Fragmentation does not affect gene flow in forest populations of the dusky pipistrelle bat on the eastern seaboard of South Africa

Abstract

Abstract The Eastern Cape Province harbors almost half of the indigenous forest in South Africa, but these forests are threatened by large-scale agricultural and urban development planned for the coming decade. Additional anthropogenic development is likely to cause further fragmentation and degradation of forests inhabited by the dusky pipistrelle bat (Pipistrellus hesperidus). We used eight microsatellite markers to study the genetic diversity, population structure, and migration, of P. hesperidus (n = 120) across 14 sites in the Eastern Cape and KwaZulu-Natal provinces of South Africa. We examined the effect of contemporary land cover types on genetic differentiation to assess whether current levels of urbanization and agricultural development affect gene flow. High gene flow and low population structure were evident across sampled sites, apart from genetic discontinuities at the northern (Oribi Gorge Nature Reserve) and southern (Alexandria Forest) ends of the seaboard.
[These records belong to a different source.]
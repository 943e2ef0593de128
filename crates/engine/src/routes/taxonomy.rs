//! Taxonomy API routes.
//!
//! REST endpoints for categories and tags: listing with usage counts,
//! lookup-or-create, rename, and cascade delete.

use axum::extract::{Path, State};
use axum::http::StatusCode;
use axum::response::Json;
use axum::routing::{delete, get, post, put};
use axum::Router;
use serde::{Deserialize, Serialize};
use uuid::Uuid;

use crate::error::PublishResult;
use crate::models::{Category, Tag, TermWithCount};
use crate::services::taxonomy::{self, TaxonomyKind};
use crate::state::AppState;

/// Create the taxonomy router.
pub fn router() -> Router<AppState> {
    Router::new()
        .route("/api/categories", get(list_categories))
        .route("/api/categories", post(create_category))
        .route("/api/categories/{id}", put(rename_category))
        .route("/api/categories/{id}", delete(delete_category))
        .route("/api/tags", get(list_tags))
        .route("/api/tags", post(create_tag))
        .route("/api/tags/{id}", put(rename_tag))
        .route("/api/tags/{id}", delete(delete_tag))
}

#[derive(Deserialize)]
struct NameRequest {
    name: String,
}

#[derive(Serialize)]
struct TermResponse {
    id: Uuid,
}

async fn find_or_create(state: &AppState, kind: TaxonomyKind, name: &str) -> PublishResult<Uuid> {
    let mut conn = state.pool().acquire().await?;
    taxonomy::find_or_create(&mut conn, kind, name).await
}

// -------------------------------------------------------------------------
// Category handlers
// -------------------------------------------------------------------------

async fn list_categories(State(state): State<AppState>) -> PublishResult<Json<Vec<TermWithCount>>> {
    Ok(Json(Category::list_with_counts(state.pool()).await?))
}

async fn create_category(
    State(state): State<AppState>,
    Json(request): Json<NameRequest>,
) -> PublishResult<(StatusCode, Json<TermResponse>)> {
    let id = find_or_create(&state, TaxonomyKind::Category, &request.name).await?;
    Ok((StatusCode::CREATED, Json(TermResponse { id })))
}

async fn rename_category(
    State(state): State<AppState>,
    Path(id): Path<Uuid>,
    Json(request): Json<NameRequest>,
) -> PublishResult<StatusCode> {
    taxonomy::rename(state.pool(), TaxonomyKind::Category, id, &request.name).await?;
    Ok(StatusCode::NO_CONTENT)
}

async fn delete_category(
    State(state): State<AppState>,
    Path(id): Path<Uuid>,
) -> PublishResult<StatusCode> {
    taxonomy::delete(state.pool(), TaxonomyKind::Category, id).await?;
    Ok(StatusCode::NO_CONTENT)
}

// -------------------------------------------------------------------------
// Tag handlers
// -------------------------------------------------------------------------

async fn list_tags(State(state): State<AppState>) -> PublishResult<Json<Vec<TermWithCount>>> {
    Ok(Json(Tag::list_with_counts(state.pool()).await?))
}

async fn create_tag(
    State(state): State<AppState>,
    Json(request): Json<NameRequest>,
) -> PublishResult<(StatusCode, Json<TermResponse>)> {
    let id = find_or_create(&state, TaxonomyKind::Tag, &request.name).await?;
    Ok((StatusCode::CREATED, Json(TermResponse { id })))
}

async fn rename_tag(
    State(state): State<AppState>,
    Path(id): Path<Uuid>,
    Json(request): Json<NameRequest>,
) -> PublishResult<StatusCode> {
    taxonomy::rename(state.pool(), TaxonomyKind::Tag, id, &request.name).await?;
    Ok(StatusCode::NO_CONTENT)
}

async fn delete_tag(
    State(state): State<AppState>,
    Path(id): Path<Uuid>,
) -> PublishResult<StatusCode> {
    taxonomy::delete(state.pool(), TaxonomyKind::Tag, id).await?;
    Ok(StatusCode::NO_CONTENT)
}
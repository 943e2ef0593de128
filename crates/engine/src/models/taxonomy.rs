//! Taxonomy models: categories and tags.
//!
//! Both are free-standing rows referenced by association links, never
//! embedded in content. Names are unique case-insensitively, slugs are
//! unique exactly; both constraints are backed by unique indexes so
//! concurrent `find_or_create` calls cannot create duplicates.

use anyhow::{Context, Result};
use serde::{Deserialize, Serialize};
use sqlx::PgPool;
use uuid::Uuid;

/// A blog category.
#[derive(Debug, Clone, Serialize, Deserialize, sqlx::FromRow)]
pub struct Category {
    /// Unique identifier (UUIDv7).
    pub id: Uuid,

    /// Human-readable name, unique case-insensitively.
    pub name: String,

    /// URL slug derived from the name.
    pub slug: String,
}

/// A free-text tag.
#[derive(Debug, Clone, Serialize, Deserialize, sqlx::FromRow)]
pub struct Tag {
    /// Unique identifier (UUIDv7).
    pub id: Uuid,

    /// Human-readable name, unique case-insensitively.
    pub name: String,

    /// URL slug derived from the name.
    pub slug: String,
}

/// A taxonomy term with its content usage count, for the admin listing.
#[derive(Debug, Clone, Serialize, sqlx::FromRow)]
pub struct TermWithCount {
    pub id: Uuid,
    pub name: String,
    pub slug: String,
    pub content_count: i64,
}

impl Category {
    /// Find a category by ID.
    pub async fn find_by_id(pool: &PgPool, id: Uuid) -> Result<Option<Self>> {
        let category =
            sqlx::query_as::<_, Self>("SELECT id, name, slug FROM categories WHERE id = $1")
                .bind(id)
                .fetch_optional(pool)
                .await
                .context("failed to fetch category")?;

        Ok(category)
    }

    /// List all categories alphabetically.
    pub async fn list(pool: &PgPool) -> Result<Vec<Self>> {
        let categories =
            sqlx::query_as::<_, Self>("SELECT id, name, slug FROM categories ORDER BY name ASC")
                .fetch_all(pool)
                .await
                .context("failed to list categories")?;

        Ok(categories)
    }

    /// List all categories with the number of content items referencing each.
    pub async fn list_with_counts(pool: &PgPool) -> Result<Vec<TermWithCount>> {
        let terms = sqlx::query_as::<_, TermWithCount>(
            r#"
            SELECT c.id, c.name, c.slug, COUNT(l.content_id) AS content_count
            FROM categories c
            LEFT JOIN content_category_links l ON l.category_id = c.id
            GROUP BY c.id, c.name, c.slug
            ORDER BY c.name ASC
            "#,
        )
        .fetch_all(pool)
        .await
        .context("failed to list categories with counts")?;

        Ok(terms)
    }
}

impl Tag {
    /// Find a tag by ID.
    pub async fn find_by_id(pool: &PgPool, id: Uuid) -> Result<Option<Self>> {
        let tag = sqlx::query_as::<_, Self>("SELECT id, name, slug FROM tags WHERE id = $1")
            .bind(id)
            .fetch_optional(pool)
            .await
            .context("failed to fetch tag")?;

        Ok(tag)
    }

    /// List all tags alphabetically.
    pub async fn list(pool: &PgPool) -> Result<Vec<Self>> {
        let tags = sqlx::query_as::<_, Self>("SELECT id, name, slug FROM tags ORDER BY name ASC")
            .fetch_all(pool)
            .await
            .context("failed to list tags")?;

        Ok(tags)
    }

    /// List all tags with the number of content items referencing each.
    pub async fn list_with_counts(pool: &PgPool) -> Result<Vec<TermWithCount>> {
        let terms = sqlx::query_as::<_, TermWithCount>(
            r#"
            SELECT t.id, t.name, t.slug, COUNT(l.content_id) AS content_count
            FROM tags t
            LEFT JOIN content_tag_links l ON l.tag_id = t.id
            GROUP BY t.id, t.name, t.slug
            ORDER BY t.name ASC
            "#,
        )
        .fetch_all(pool)
        .await
        .context("failed to list tags with counts")?;

        Ok(terms)
    }
}

#[cfg(test)]
#[allow(clippy::unwrap_used, clippy::expect_used)]
mod tests {
    use super::*;

    #[test]
    fn tag_serialization() {
        let tag = Tag {
            id: Uuid::nil(),
            name: "Vintage".to_string(),
            slug: "vintage".to_string(),
        };

        let json = serde_json::to_string(&tag).unwrap();
        assert!(json.contains("vintage"));

        let parsed: Tag = serde_json::from_str(&json).unwrap();
        assert_eq!(parsed.name, "Vintage");
    }

    #[test]
    fn term_with_count_shape() {
        let term = TermWithCount {
            id: Uuid::nil(),
            name: "Grading".to_string(),
            slug: "grading".to_string(),
            content_count: 3,
        };
        assert_eq!(term.content_count, 3);
    }
}
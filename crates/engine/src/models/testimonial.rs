//! Testimonial model.
//!
//! Customer testimonials with a featured flag and the same draft/published
//! workflow as content items. No cross-entity invariants.

use anyhow::{Context, Result};
use serde::{Deserialize, Serialize};
use sqlx::PgPool;
use uuid::Uuid;

/// Testimonial record.
#[derive(Debug, Clone, Serialize, Deserialize, sqlx::FromRow)]
pub struct Testimonial {
    /// Unique identifier (UUIDv7).
    pub id: Uuid,

    /// Name of the person quoted.
    pub author_name: String,

    /// Optional location ("Trenton, NJ").
    pub author_location: Option<String>,

    /// Testimonial text.
    pub content: String,

    /// Whether to surface on the homepage.
    pub is_featured: bool,

    /// Publication status (0 = draft, 1 = published).
    pub status: i16,

    /// Unix timestamp when created.
    pub created: i64,

    /// Unix timestamp when last changed.
    pub changed: i64,
}

/// Input for creating a testimonial.
#[derive(Debug, Clone, Deserialize)]
pub struct CreateTestimonial {
    pub author_name: String,
    pub author_location: Option<String>,
    pub content: String,
    pub is_featured: Option<bool>,
    pub status: Option<i16>,
}

/// Input for updating a testimonial. Absent fields keep previous values.
#[derive(Debug, Clone, Deserialize)]
pub struct UpdateTestimonial {
    pub author_name: Option<String>,
    pub author_location: Option<String>,
    pub content: Option<String>,
    pub is_featured: Option<bool>,
    pub status: Option<i16>,
}

const COLUMNS: &str = "id, author_name, author_location, content, is_featured, status, created, changed";

impl Testimonial {
    /// Create a new testimonial.
    pub async fn create(pool: &PgPool, input: CreateTestimonial) -> Result<Self> {
        let id = Uuid::now_v7();
        let now = chrono::Utc::now().timestamp();

        let testimonial = sqlx::query_as::<_, Self>(&format!(
            "INSERT INTO testimonials \
                 (id, author_name, author_location, content, is_featured, status, created, changed) \
             VALUES ($1, $2, $3, $4, $5, $6, $7, $7) \
             RETURNING {COLUMNS}"
        ))
        .bind(id)
        .bind(&input.author_name)
        .bind(&input.author_location)
        .bind(&input.content)
        .bind(input.is_featured.unwrap_or(false))
        .bind(input.status.unwrap_or(super::content_item::STATUS_PUBLISHED))
        .bind(now)
        .fetch_one(pool)
        .await
        .context("failed to create testimonial")?;

        Ok(testimonial)
    }

    /// Find a testimonial by ID.
    pub async fn find_by_id(pool: &PgPool, id: Uuid) -> Result<Option<Self>> {
        let testimonial = sqlx::query_as::<_, Self>(&format!(
            "SELECT {COLUMNS} FROM testimonials WHERE id = $1"
        ))
        .bind(id)
        .fetch_optional(pool)
        .await
        .context("failed to fetch testimonial")?;

        Ok(testimonial)
    }

    /// Update a testimonial, keeping previous values for absent fields.
    pub async fn update(pool: &PgPool, id: Uuid, input: UpdateTestimonial) -> Result<Option<Self>> {
        let Some(current) = Self::find_by_id(pool, id).await? else {
            return Ok(None);
        };
        let now = chrono::Utc::now().timestamp();

        let author_name = input.author_name.unwrap_or(current.author_name);
        let author_location = input.author_location.or(current.author_location);
        let content = input.content.unwrap_or(current.content);
        let is_featured = input.is_featured.unwrap_or(current.is_featured);
        let status = input.status.unwrap_or(current.status);

        let updated = sqlx::query_as::<_, Self>(&format!(
            "UPDATE testimonials \
             SET author_name = $1, author_location = $2, content = $3, \
                 is_featured = $4, status = $5, changed = $6 \
             WHERE id = $7 \
             RETURNING {COLUMNS}"
        ))
        .bind(&author_name)
        .bind(&author_location)
        .bind(&content)
        .bind(is_featured)
        .bind(status)
        .bind(now)
        .bind(id)
        .fetch_optional(pool)
        .await
        .context("failed to update testimonial")?;

        Ok(updated)
    }

    /// Delete a testimonial.
    pub async fn delete(pool: &PgPool, id: Uuid) -> Result<bool> {
        let result = sqlx::query("DELETE FROM testimonials WHERE id = $1")
            .bind(id)
            .execute(pool)
            .await
            .context("failed to delete testimonial")?;

        Ok(result.rows_affected() > 0)
    }

    /// List testimonials, newest first.
    pub async fn list(pool: &PgPool, limit: i64, offset: i64) -> Result<Vec<Self>> {
        let testimonials = sqlx::query_as::<_, Self>(&format!(
            "SELECT {COLUMNS} FROM testimonials \
             ORDER BY created DESC LIMIT $1 OFFSET $2"
        ))
        .bind(limit)
        .bind(offset)
        .fetch_all(pool)
        .await
        .context("failed to list testimonials")?;

        Ok(testimonials)
    }

    /// List featured, published testimonials for the homepage.
    pub async fn list_featured(pool: &PgPool, limit: i64) -> Result<Vec<Self>> {
        let testimonials = sqlx::query_as::<_, Self>(&format!(
            "SELECT {COLUMNS} FROM testimonials \
             WHERE is_featured AND status = 1 \
             ORDER BY created DESC LIMIT $1"
        ))
        .bind(limit)
        .fetch_all(pool)
        .await
        .context("failed to list featured testimonials")?;

        Ok(testimonials)
    }
}

#[cfg(test)]
#[allow(clippy::unwrap_used, clippy::expect_used)]
mod tests {
    use super::*;

    #[test]
    fn create_input_defaults() {
        let input: CreateTestimonial = serde_json::from_str(
            r#"{"author_name":"Pat","content":"Great cards, fast shipping."}"#,
        )
        .unwrap();
        assert!(input.author_location.is_none());
        assert!(input.is_featured.is_none());
        assert!(input.status.is_none());
    }

    #[test]
    fn update_input_partial() {
        let input: UpdateTestimonial = serde_json::from_str(r#"{"is_featured":true}"#).unwrap();
        assert_eq!(input.is_featured, Some(true));
        assert!(input.author_name.is_none());
        assert!(input.content.is_none());
    }
}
Genetic discontinuity at Oribi Gorge may relate to anthropogenic modification of two rivers surrounding the forest, while the Alexandria-linked barrier is a climatic break known as the Bedford gap. Migration rates generally were low between sites except for one Scarp forest, Manubi State Forest, from which individuals dispersed to other sites. The Amatole Mistbelt forests supported high genetic diversity, and likely served as a refugium for P. hesperidus during the Last Glacial Maximum. The composition of land cover classes between sites was a poor predictor of genetic differentiation, although it seems likely that P. hesperidus uses riparian habitats and wetlands for dispersal. Lastly, urban and agricultural development did not have a significant effect on genetic differentiation, which may reflect the wide niche breadth and intermediate distribution range of the species. This study provides insights into genetic diversity and gene flow of P. hesperidus across the study region prior to agricultural intensification and large-scale urbanization.